Did four tai chi forms this morning, 10 push-ups, twenty squats. My arm is still sore from whatever I did to it that makes push-ups so unappealing. But at least I’ve started being able to do push-ups again.
I’m finding that four tai chi forms is about the right number for me right now. Each iteration of the form, with a slightly different emphasis each time, is causing me to break out into a light sweat, and feel the presence of chi — that is, the sense of tingling that to me represents the widening or growth-in-effectiveness of the channels of chi-movement in the body, the meridians.
I don’t know that this is true… but it feels like when you’re a few weeks into tai chi practice, you get a sense of energy or tingling or cold or heat in the extremities, a sense of power. Sometimes, after a few months of practice, you can project this power. And then at some point, this power just sort of dissipates. Goes away.

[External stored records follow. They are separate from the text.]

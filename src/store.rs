use std::sync::Arc;
use std::time::Duration;

use im::{HashMap, OrdMap};
use likely_stable::unlikely;

use crate::bucket::{Admission, Bucket};
use crate::error::{InvalidArgument, Reason};
use crate::Limit;

/// Default time an untouched key is retained.
pub const DEFAULT_TTL: Duration = Duration::from_secs(10 * 60);
/// Default bound on the number of keys retained.
pub const DEFAULT_MAX_ENTRIES: usize = 10_000;

/// Whether [`Store::evaluate`] admitted the request.
#[derive(Debug, Clone, Copy, PartialEq, Eq, Hash)]
pub enum Decision {
    Admitted,
    Rejected,
}

impl Decision {
    pub const fn is_admitted(&self) -> bool {
        matches!(self, Decision::Admitted)
    }

    pub const fn is_rejected(&self) -> bool {
        matches!(self, Decision::Rejected)
    }
}

#[derive(Debug, Clone, Copy)]
struct Slot {
    bucket: Bucket,
    // position in the write-order index
    seq: u64,
    // store reference time when the slot was written
    written_at: f64,
}

/// A snapshot of every key's bucket.
///
/// A `Store` is a value. [`evaluate`](Self::evaluate) never changes the store
/// it is called on; it returns the next snapshot. Both maps inside are
/// persistent, so a new snapshot shares almost all of its structure with the
/// previous one, and cloning a store is O(1).
///
/// An entry expires once it has not been written for longer than the TTL. Age
/// is counted from the store's reference time at the write (the largest
/// timestamp evaluated so far) to the current reference time, so one key's
/// timestamps can never expire another key's freshly written bucket. Expired
/// entries are removed lazily on write or by [`evict`](Self::evict). The
/// number of retained keys is bounded by `max_entries`; when exceeded, the
/// least recently written keys go first.
///
/// # Examples
///
/// ```rust
/// use dripline::Store;
///
/// let store = Store::new(2, 1.0).unwrap();
/// let (first, store) = store.evaluate("alice", 0.0).unwrap();
/// let (second, store) = store.evaluate("alice", 0.0).unwrap();
/// let (third, store) = store.evaluate("alice", 0.0).unwrap();
/// assert!(first.is_admitted() && second.is_admitted());
/// assert!(third.is_rejected());
///
/// // one second later one unit has drained
/// let (fourth, _) = store.evaluate("alice", 1.0).unwrap();
/// assert!(fourth.is_admitted());
/// ```
#[derive(Clone)]
pub struct Store {
    limit: Limit,
    ttl: Duration,
    max_entries: usize,
    entries: HashMap<Arc<str>, Slot>,
    written: OrdMap<u64, Arc<str>>,
    next_seq: u64,
    high_water: f64,
}

impl std::fmt::Debug for Store {
    fn fmt(&self, f: &mut std::fmt::Formatter<'_>) -> std::fmt::Result {
        write!(
            f,
            "Store(capacity={}, leak_rate_per_second={}, ttl={:?}, max_entries={}, active={})",
            self.limit.capacity,
            self.limit.leak_rate,
            self.ttl,
            self.max_entries,
            self.entries.len()
        )
    }
}

impl Store {
    /// Creates an empty store with the default TTL of ten minutes.
    ///
    /// # Errors
    ///
    /// [`InvalidArgument`] if `capacity` is zero or `leak_rate` is not positive.
    pub fn new(capacity: u32, leak_rate: f64) -> Result<Self, InvalidArgument> {
        Self::with_ttl(capacity, leak_rate, DEFAULT_TTL)
    }

    /// Creates an empty store with a custom TTL.
    ///
    /// # Errors
    ///
    /// [`InvalidArgument`] if `capacity` is zero, `leak_rate` is not positive
    /// or `ttl` is zero.
    pub fn with_ttl(capacity: u32, leak_rate: f64, ttl: Duration) -> Result<Self, InvalidArgument> {
        Self::from_limit(Limit::new(capacity, leak_rate)?, ttl)
    }

    /// Creates an empty store from an already validated [`Limit`].
    ///
    /// # Errors
    ///
    /// [`InvalidArgument`] if `ttl` is zero.
    pub fn from_limit(limit: Limit, ttl: Duration) -> Result<Self, InvalidArgument> {
        if unlikely(ttl.is_zero()) {
            return Err(InvalidArgument::new(Reason::NonPositiveTtl));
        }
        Ok(Self {
            limit,
            ttl,
            max_entries: DEFAULT_MAX_ENTRIES,
            entries: HashMap::new(),
            written: OrdMap::new(),
            next_seq: 0,
            high_water: 0.0,
        })
    }

    /// Returns this store with a different bound on retained keys. If the
    /// store already holds more, the least recently written are dropped.
    ///
    /// # Errors
    ///
    /// [`InvalidArgument`] if `max_entries` is zero.
    pub fn with_max_entries(mut self, max_entries: usize) -> Result<Self, InvalidArgument> {
        if unlikely(max_entries == 0) {
            return Err(InvalidArgument::new(Reason::NonPositiveMaxEntries));
        }
        self.max_entries = max_entries;
        let overflow = self.trim_to_max();
        if overflow > 0 {
            tracing::debug!(overflow, max_entries, "trimmed store to new bound");
        }
        Ok(self)
    }

    pub const fn limit(&self) -> Limit {
        self.limit
    }

    pub const fn ttl(&self) -> Duration {
        self.ttl
    }

    pub const fn max_entries(&self) -> usize {
        self.max_entries
    }

    /// The largest timestamp this store has been evaluated (or evicted) at.
    /// Entry ages are measured on this reference clock.
    pub const fn latest_timestamp(&self) -> f64 {
        self.high_water
    }

    /// Decides whether a request for `key` at `timestamp` is admitted.
    ///
    /// The key's bucket (or a fresh empty one) is drained to `timestamp`. If it
    /// is below capacity, one unit is added. The resulting bucket, admitted or
    /// merely drained, is written into the returned snapshot, so a rejection
    /// still moves the bucket's clock forward. `self` is left as it was.
    ///
    /// # Errors
    ///
    /// [`InvalidArgument`] if `key` is empty or whitespace, or if `timestamp`
    /// is negative or not finite. Nothing is read or written in that case.
    pub fn evaluate(&self, key: &str, timestamp: f64) -> Result<(Decision, Store), InvalidArgument> {
        validate_key(key)?;
        validate_timestamp(timestamp)?;

        let mut next = self.clone();
        next.high_water = next.high_water.max(timestamp);

        let current = next
            .live(key)
            .unwrap_or_else(|| Bucket::empty(next.limit, timestamp));
        let drained = current.drain(timestamp);
        let (decision, bucket) = match drained.try_admit() {
            Admission::Admitted(admitted) => (Decision::Admitted, admitted),
            Admission::Rejected => (Decision::Rejected, drained),
        };
        tracing::trace!(
            key,
            timestamp,
            level = bucket.level(),
            admitted = decision.is_admitted(),
            "evaluated request"
        );

        next.write(key, bucket);
        Ok((decision, next))
    }

    /// The last written bucket for `key`, without draining. Expired and
    /// absent keys (and empty keys) yield `None`.
    pub fn lookup(&self, key: &str) -> Option<Bucket> {
        if key.trim().is_empty() {
            return None;
        }
        self.live(key)
    }

    /// The bucket for `key` as it would be at `as_of`. Nothing is written back.
    pub fn lookup_drained(&self, key: &str, as_of: f64) -> Option<Bucket> {
        self.lookup(key).map(|bucket| bucket.drain(as_of))
    }

    /// Number of retained entries. Approximate, since expired entries count
    /// until they have been swept.
    pub fn active_count(&self) -> usize {
        self.entries.len()
    }

    /// Every retained entry, in no particular order.
    pub fn iter(&self) -> impl Iterator<Item = (&str, &Bucket)> {
        self.entries.iter().map(|(key, slot)| (&**key, &slot.bucket))
    }

    /// Removes every expired entry and enforces `max_entries`.
    #[must_use]
    pub fn evict(&self) -> Store {
        self.evict_at(self.high_water)
    }

    /// Like [`evict`](Self::evict), but measures expiry against `now` when it
    /// is later than any timestamp seen so far.
    #[must_use]
    pub fn evict_at(&self, now: f64) -> Store {
        let mut next = self.clone();
        if now.is_finite() {
            next.high_water = next.high_water.max(now);
        }
        let stale: Vec<u64> = next
            .entries
            .values()
            .filter(|slot| next.is_expired(slot))
            .map(|slot| slot.seq)
            .collect();
        for seq in &stale {
            next.remove_seq(*seq);
        }
        let overflow = next.trim_to_max();
        if !stale.is_empty() || overflow > 0 {
            tracing::debug!(expired = stale.len(), overflow, "evicted entries");
        }
        next
    }

    fn is_expired(&self, slot: &Slot) -> bool {
        self.high_water - slot.written_at > self.ttl.as_secs_f64()
    }

    fn live(&self, key: &str) -> Option<Bucket> {
        self.entries
            .get(key)
            .filter(|slot| !self.is_expired(slot))
            .map(|slot| slot.bucket)
    }

    fn write(&mut self, key: &str, bucket: Bucket) {
        let seq = self.next_seq;
        self.next_seq += 1;

        let key: Arc<str> = match self.entries.remove(key) {
            Some(old) => self
                .written
                .remove(&old.seq)
                .unwrap_or_else(|| Arc::from(key)),
            None => Arc::from(key),
        };
        let slot = Slot {
            bucket,
            seq,
            written_at: self.high_water,
        };
        self.entries.insert(Arc::clone(&key), slot);
        self.written.insert(seq, key);

        let expired = self.sweep_expired_head();
        let overflow = self.trim_to_max();
        if expired > 0 || overflow > 0 {
            tracing::debug!(expired, overflow, "evicted entries on write");
        }
    }

    /// Removes expired entries from the least recently written end until a
    /// live one is found. Write times never decrease along the index, so
    /// this finds every expired entry.
    fn sweep_expired_head(&mut self) -> usize {
        let mut removed = 0;
        while let Some((seq, key)) = self.written.get_min().cloned() {
            let expired = self
                .entries
                .get(&*key)
                .is_none_or(|slot| self.is_expired(slot));
            if !expired {
                break;
            }
            self.remove_seq(seq);
            removed += 1;
        }
        removed
    }

    fn trim_to_max(&mut self) -> usize {
        let mut removed = 0;
        while self.entries.len() > self.max_entries {
            let Some((seq, _)) = self.written.get_min().cloned() else {
                break;
            };
            self.remove_seq(seq);
            removed += 1;
        }
        removed
    }

    fn remove_seq(&mut self, seq: u64) {
        if let Some(key) = self.written.remove(&seq) {
            self.entries.remove(&*key);
        }
    }
}

fn validate_key(key: &str) -> Result<(), InvalidArgument> {
    if unlikely(key.trim().is_empty()) {
        return Err(InvalidArgument::new(Reason::EmptyKey));
    }
    Ok(())
}

fn validate_timestamp(timestamp: f64) -> Result<(), InvalidArgument> {
    if unlikely(!timestamp.is_finite() || timestamp < 0.0) {
        return Err(InvalidArgument::new(Reason::InvalidTimestamp));
    }
    Ok(())
}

Except that it doesn’t. It’s just that you can’t feel it. The energy channels have deepened and gotten wider, and the flow is much larger and stronger. But you’ve internalized it to a much greater degree, and it’s no longer a unique sensation. So you have to work harder, or at least more frequently, and in greater depth of practice, in order to experience that same awareness.
And I think this is what has happened with me. And I think that I’ve hit the point in my own practice where four repetitions of the form, a little qi gong and some push-ups and squats activate these channels just to the point where their ability to move energy is challenged. And then I can feel the flow of chi quite easily.
Alternatively, I can try talking my way through the tai chi form once to my students on Mondays, and be utterly drenched in sweat. The talking while doing is both empowering and exhausting.